Problem statement: Find how many lines in the material contain "None"; your answer should be that number alone.

*** Record set ***

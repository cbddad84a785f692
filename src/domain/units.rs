/// Largest exposure the UI offers, in milliseconds.
pub const MAX_DISPLAY_EXPOSURE_MS: f64 = 5000.0;

/// The analog gain slider always spans 1.0x to 64.0x, stored ×100.
pub const DISPLAY_GAIN_MIN: f64 = 100.0;
pub const DISPLAY_GAIN_MAX: f64 = 6400.0;

pub fn to_display_exposure(hardware_microseconds: f64) -> f64 {
    (hardware_microseconds / 1000.0).round()
}

/// Caps the upper bound of an exposure range. Never apply this to the current value.
pub fn clamp_display_exposure_max(display_milliseconds: f64) -> f64 {
    display_milliseconds.min(MAX_DISPLAY_EXPOSURE_MS)
}

pub fn to_hardware_exposure(display_milliseconds: f64) -> f64 {
    display_milliseconds * 1000.0
}

pub fn to_display_gain(hardware_gain: f64) -> f64 {
    (hardware_gain * 100.0).round()
}

pub fn to_hardware_gain(display_gain_x100: f64) -> f64 {
    display_gain_x100 / 100.0
}

pub fn to_display_focus(lens_position: f64) -> f64 {
    lens_position
}

pub fn to_hardware_focus(lens_position: f64) -> f64 {
    lens_position
}

/// How a control's native value maps onto the value shown in the UI.
#[derive(Debug, Clone, Copy, PartialEq, Eq)]
pub enum ControlUnit {
    RawFloat,
    MicrosecondsToMilliseconds,
    GainX100,
}

impl ControlUnit {
    pub fn to_display(&self, hardware: f64) -> f64 {
        match self {
            ControlUnit::RawFloat => to_display_focus(hardware),
            ControlUnit::MicrosecondsToMilliseconds => to_display_exposure(hardware),
            ControlUnit::GainX100 => to_display_gain(hardware),
        }
    }

    pub fn to_hardware(&self, display: f64) -> f64 {
        match self {
            ControlUnit::RawFloat => to_hardware_focus(display),
            ControlUnit::MicrosecondsToMilliseconds => to_hardware_exposure(display),
            ControlUnit::GainX100 => to_hardware_gain(display),
        }
    }

    pub fn symbol(&self) -> &'static str {
        match self {
            ControlUnit::RawFloat => "",
            ControlUnit::MicrosecondsToMilliseconds => "ms",
            ControlUnit::GainX100 => "x",
        }
    }
}

#[cfg(test)]
mod tests {
    use super::*;
    use pretty_assertions::assert_eq;
    use rstest::rstest;

    #[rstest]
    #[case(100.0, 0.0)]
    #[case(499.0, 0.0)]
    #[case(500.0, 1.0)]
    #[case(500_000.0, 500.0)]
    #[case(10_000_000.0, 10_000.0)]
    fn to_display_exposure_rounds_to_milliseconds(#[case] microseconds: f64, #[case] expected: f64) {
        assert_eq!(to_display_exposure(microseconds), expected);
    }

    #[rstest]
    #[case(10_000.0, 5000.0)]
    #[case(5000.0, 5000.0)]
    #[case(1200.0, 1200.0)]
    fn clamp_display_exposure_max_caps_at_five_seconds(#[case] milliseconds: f64, #[case] expected: f64) {
        assert_eq!(clamp_display_exposure_max(milliseconds), expected);
    }

    #[test]
    fn exposure_round_trip_has_millisecond_granularity() {
        for microseconds in (0..=10_000_000u64).step_by(777) {
            let x = microseconds as f64;
            let expected = (x / 1000.0).round() * 1000.0;
            assert_eq!(to_hardware_exposure(to_display_exposure(x)), expected, "round trip of {x}");
        }
    }

    #[rstest]
    #[case(1.0, 100.0)]
    #[case(2.5, 250.0)]
    #[case(1.123, 112.0)]
    #[case(64.0, 6400.0)]
    fn to_display_gain_scales_by_a_hundred(#[case] gain: f64, #[case] expected: f64) {
        assert_eq!(to_display_gain(gain), expected);
    }

    #[test]
    fn to_hardware_gain_divides_by_a_hundred() {
        assert_eq!(to_hardware_gain(250.0), 2.5);
    }

    #[test]
    fn focus_is_passed_through() {
        assert_eq!(to_display_focus(3.7), 3.7);
        assert_eq!(to_hardware_focus(3.7), 3.7);
    }

    #[test]
    fn conversion_is_monotonic() {
        for unit in [ControlUnit::RawFloat, ControlUnit::MicrosecondsToMilliseconds, ControlUnit::GainX100] {
            let low = unit.to_display(1_000.0);
            let high = unit.to_display(250_000.0);
            assert!(low <= high, "{unit:?} is not monotonic");
        }
    }
}
use crate::domain::control_range::ControlRange;

// Quantized values are snapped to this grid so repeated steps never drift.
const SNAP: f64 = 1e9;

/// Normalizes raw user input into a value the control can hold.
pub trait ValueDomain<T>: Send + Sync {
    /// `None` when the input has no place in the domain at all.
    fn normalize(&self, value: T) -> Option<T>;
}

/// A closed numeric interval, optionally quantized to multiples of `step` from `base`.
#[derive(Debug, Clone, Copy, PartialEq)]
pub struct NumericDomain {
    min: f64,
    max: f64,
    step: Option<f64>,
    base: f64,
}

impl NumericDomain {
    pub fn new(min: f64, max: f64) -> Self {
        NumericDomain { min, max, step: None, base: min }
    }

    pub fn with_step(mut self, step: f64) -> Self {
        if step > 0.0 {
            self.step = Some(step);
        }
        self
    }

    pub fn with_base(mut self, base: f64) -> Self {
        self.base = base;
        self
    }

    pub fn for_range(range: &ControlRange) -> Self {
        NumericDomain::new(range.display_min(), range.display_max()).with_step(range.display_step())
    }
}

impl ValueDomain<f64> for NumericDomain {
    fn normalize(&self, value: f64) -> Option<f64> {
        if !value.is_finite() {
            return None;
        }

        let quantized = match self.step {
            Some(step) => {
                let steps = ((value - self.base) / step).round();
                snap(self.base + steps * step)
            }
            None => value,
        };

        // Clamping after quantizing keeps bounds reachable even when they are not on the step grid
        Some(snap(quantized.clamp(self.min, self.max)))
    }
}

fn snap(value: f64) -> f64 {
    (value * SNAP).round() / SNAP
}
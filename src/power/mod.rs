mod lifecycle;
mod surface;

pub use lifecycle::{CameraPowerLifecycle, PowerState};
pub use surface::{PreviewSurface, SurfaceTarget, Unbind, WheelDisposition, WheelEvent, WheelHandler};

#[cfg(test)]
pub(crate) use surface::ListenerToken;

***

Output for this task: 4